Henry tells us that this should encourage us when we are at a low ebb. Christ is always nearer than we would expect:
The angel directed those that would see him, to go to Galilee, but before that time came, even here also, they looked after him that lives, and sees them. Note, Jesus Christ is often better than his word, but never worse; often anticipates, but never frustrates, the believing expectations of his people …
Note, God’s gracious visits usually meet us in the way of duty, and to those who use what they have for others’ benefit, more shall be given. This interview with Christ was unexpected, or ever they were aware, Cant 6 12. Note, Christ is nearer to his people than they imagine.
Henry says that we can learn from the women’s example:
The transport of joy they were in, now that they had this further assurance of his resurrection; they welcomed it with both arms. Thus we must embrace Jesus Christ offered us in the gospel, with reverence cast ourselves at his feet, by faith take hold of him, and with love and joy lay him near our hearts.
Jesus said to the women (verse 10), ‘Do not be afraid; go and tell my brothers to go to Galilee; there they will see me’, which was the same message that the angel had for them.
Henry points out how forgiving Jesus was to the Apostles, who, apart from John, were nowhere to be seen at His crucifixion:
Christ did not now converse so constantly and familiarly with his disciples as he had done before his death; but, lest they should think him grown strange to them, he gives them this endearing title, Go to my brethren, that the scripture might be fulfilled, which, speaking of his entrance upon his exalted state, saith, I will declare thy name unto my brethren. They had shamefully deserted him in his sufferings; but, to show that he could forgive and forget, and to teach us to do so, he not only continues his purpose to meet them, but calls them brethren. Being all his brethren, they were brethren one to another, and must love as brethren.

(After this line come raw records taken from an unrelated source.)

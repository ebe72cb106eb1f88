//! Persistent storage for the full event collection.
//!
//! A store holds every [`Event`] as one blob: there is no partial update API.
//! The planning service loads it once and rewrites it after each mutation.

pub mod json_file;
pub mod memory;

use std::path::PathBuf;

use async_trait::async_trait;
use thiserror::Error;
use tokio_util::sync::CancellationToken;

use crate::models::Event;

pub use json_file::JsonFileStore;
pub use memory::MemoryStore;

/// Errors raised by an [`EventStore`].
#[derive(Debug, Error)]
pub enum StoreError {
    /// Reading, writing or renaming the backing file failed.
    #[error("store I/O failed for {path}: {source}")]
    Io {
        path: PathBuf,
        #[source]
        source: std::io::Error,
    },

    /// The backing file exists but does not hold a valid event array.
    #[error("failed to parse event data in {path}: {source}")]
    Deserialize {
        path: PathBuf,
        #[source]
        source: serde_json::Error,
    },

    #[error("failed to serialize event data for {path}: {source}")]
    Serialize {
        path: PathBuf,
        #[source]
        source: serde_json::Error,
    },

    /// The store is not reachable (used by non-file implementations).
    #[error("store unavailable: {0}")]
    Unavailable(String),

    /// The caller's cancellation token fired while waiting on I/O.
    #[error("store operation cancelled")]
    Cancelled,
}

/// Load-all / save-all persistence contract.
///
/// Implementations must be total: a store that has never been written to
/// loads as an empty collection, never as an error.
#[async_trait]
pub trait EventStore: Send + Sync {
    /// Load every stored event, in stored order.
    async fn load(&self, cancel: &CancellationToken) -> Result<Vec<Event>, StoreError>;

    /// Replace the stored collection with `events`.
    async fn save(&self, events: &[Event], cancel: &CancellationToken) -> Result<(), StoreError>;
}

const _: () = {
    fn _assert_object_safe(_: &dyn EventStore) {}
};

His owning them for his brethren put a great honour upon them, but withal gave them an example of humility in the midst of that honour.
MacArthur has a splendid quote from the famous English preacher of the 19th century, Charles Haddon Spurgeon, who said:
We gather together on the first rather than the seventh day of the week, because redemption is even a greater work than creation and more worthy of commemoration, and because the rest which followed creation is far outdone by the rest which ensues upon the completion of redemption. Like the Apostles, we meet on the first day of the week and hope that Jesus may stand in our midst and say, ‘Peace be unto you.’ Our Lord has lifted the Sabbath from the old and rusty hinges where on the law had placed it long before and set it on the new golden hinges which His love has fashioned. He has placed our rest day not at the end of a week of toil but at the beginning of the rest which remaineth for the people of God. Every first day of the week we should meditate upon the rising of our Lord and seek to enter into the fellowship with Him in His risen life.
Indeed.
May all reading this have a blessed and happy Easter!